[MATERIALS PROVIDED]
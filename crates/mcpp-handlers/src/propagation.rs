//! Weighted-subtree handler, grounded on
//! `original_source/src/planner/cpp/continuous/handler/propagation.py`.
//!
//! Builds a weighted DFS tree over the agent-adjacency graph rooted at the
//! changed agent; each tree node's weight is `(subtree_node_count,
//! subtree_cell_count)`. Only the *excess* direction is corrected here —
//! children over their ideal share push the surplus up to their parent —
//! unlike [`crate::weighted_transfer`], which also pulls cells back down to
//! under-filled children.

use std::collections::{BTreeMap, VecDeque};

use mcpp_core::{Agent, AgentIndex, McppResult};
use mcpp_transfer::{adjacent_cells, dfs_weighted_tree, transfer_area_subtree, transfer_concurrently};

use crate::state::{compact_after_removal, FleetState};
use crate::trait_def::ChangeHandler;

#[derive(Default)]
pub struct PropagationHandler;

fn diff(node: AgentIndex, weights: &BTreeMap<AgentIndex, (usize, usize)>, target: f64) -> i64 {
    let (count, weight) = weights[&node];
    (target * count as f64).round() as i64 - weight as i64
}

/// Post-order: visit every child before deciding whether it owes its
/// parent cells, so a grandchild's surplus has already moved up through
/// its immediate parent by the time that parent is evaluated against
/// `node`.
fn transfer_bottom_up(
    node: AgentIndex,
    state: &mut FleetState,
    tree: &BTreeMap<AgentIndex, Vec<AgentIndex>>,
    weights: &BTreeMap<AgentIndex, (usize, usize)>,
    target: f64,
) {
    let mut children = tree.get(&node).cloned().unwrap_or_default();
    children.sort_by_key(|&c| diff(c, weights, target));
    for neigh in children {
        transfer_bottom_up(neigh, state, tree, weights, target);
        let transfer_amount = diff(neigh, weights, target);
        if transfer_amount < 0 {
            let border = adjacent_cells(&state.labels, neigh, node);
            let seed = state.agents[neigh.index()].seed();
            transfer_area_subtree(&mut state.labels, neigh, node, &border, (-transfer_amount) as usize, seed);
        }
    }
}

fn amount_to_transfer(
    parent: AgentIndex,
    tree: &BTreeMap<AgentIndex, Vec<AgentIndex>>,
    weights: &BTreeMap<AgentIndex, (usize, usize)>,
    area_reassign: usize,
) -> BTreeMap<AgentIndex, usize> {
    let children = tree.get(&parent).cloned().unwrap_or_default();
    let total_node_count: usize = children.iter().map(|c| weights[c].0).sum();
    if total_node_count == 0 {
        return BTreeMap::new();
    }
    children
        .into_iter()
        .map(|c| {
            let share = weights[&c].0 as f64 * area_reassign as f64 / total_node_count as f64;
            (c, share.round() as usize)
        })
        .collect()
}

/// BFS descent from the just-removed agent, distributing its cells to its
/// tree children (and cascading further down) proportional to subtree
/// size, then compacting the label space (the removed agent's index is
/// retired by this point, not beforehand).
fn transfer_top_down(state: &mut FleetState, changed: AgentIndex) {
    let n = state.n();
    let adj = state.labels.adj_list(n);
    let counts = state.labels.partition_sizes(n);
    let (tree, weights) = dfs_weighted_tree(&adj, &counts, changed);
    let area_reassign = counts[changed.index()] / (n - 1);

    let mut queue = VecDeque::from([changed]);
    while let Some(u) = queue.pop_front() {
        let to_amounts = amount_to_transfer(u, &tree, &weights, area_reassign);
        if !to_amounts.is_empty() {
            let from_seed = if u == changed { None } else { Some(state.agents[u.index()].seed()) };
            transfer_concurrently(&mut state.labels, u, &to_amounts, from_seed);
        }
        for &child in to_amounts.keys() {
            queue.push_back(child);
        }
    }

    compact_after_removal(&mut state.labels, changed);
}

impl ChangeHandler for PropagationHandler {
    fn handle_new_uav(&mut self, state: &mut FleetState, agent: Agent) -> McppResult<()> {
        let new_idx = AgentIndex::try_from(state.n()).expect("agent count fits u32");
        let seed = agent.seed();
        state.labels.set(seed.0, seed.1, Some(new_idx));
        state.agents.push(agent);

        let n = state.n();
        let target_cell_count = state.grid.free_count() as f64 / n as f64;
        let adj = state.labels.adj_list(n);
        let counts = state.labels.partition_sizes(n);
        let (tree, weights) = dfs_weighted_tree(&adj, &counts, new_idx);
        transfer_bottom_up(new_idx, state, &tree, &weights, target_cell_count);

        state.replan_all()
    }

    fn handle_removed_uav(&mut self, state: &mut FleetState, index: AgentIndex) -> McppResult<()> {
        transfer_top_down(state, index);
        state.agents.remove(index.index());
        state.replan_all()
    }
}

[EXERCISE PROMPT] Above are the records; from them, give again exactly the lines from the one containing "rooted at the" to the one containing "for neigh in", both lines included, and nothing more.

[TASK RESULT]
//! Builds a weighted DFS tree over the agent-adjacency graph rooted at the
//! changed agent; each tree node's weight is `(subtree_node_count,
//! subtree_cell_count)`. Only the *excess* direction is corrected here —
//! children over their ideal share push the surplus up to their parent —
//! unlike [`crate::weighted_transfer`], which also pulls cells back down to
//! under-filled children.

use std::collections::{BTreeMap, VecDeque};

use mcpp_core::{Agent, AgentIndex, McppResult};
use mcpp_transfer::{adjacent_cells, dfs_weighted_tree, transfer_area_subtree, transfer_concurrently};

use crate::state::{compact_after_removal, FleetState};
use crate::trait_def::ChangeHandler;

#[derive(Default)]
pub struct PropagationHandler;

fn diff(node: AgentIndex, weights: &BTreeMap<AgentIndex, (usize, usize)>, target: f64) -> i64 {
    let (count, weight) = weights[&node];
    (target * count as f64).round() as i64 - weight as i64
}

/// Post-order: visit every child before deciding whether it owes its
/// parent cells, so a grandchild's surplus has already moved up through
/// its immediate parent by the time that parent is evaluated against
/// `node`.
fn transfer_bottom_up(
    node: AgentIndex,
    state: &mut FleetState,
    tree: &BTreeMap<AgentIndex, Vec<AgentIndex>>,
    weights: &BTreeMap<AgentIndex, (usize, usize)>,
    target: f64,
) {
    let mut children = tree.get(&node).cloned().unwrap_or_default();
    children.sort_by_key(|&c| diff(c, weights, target));
    for neigh in children {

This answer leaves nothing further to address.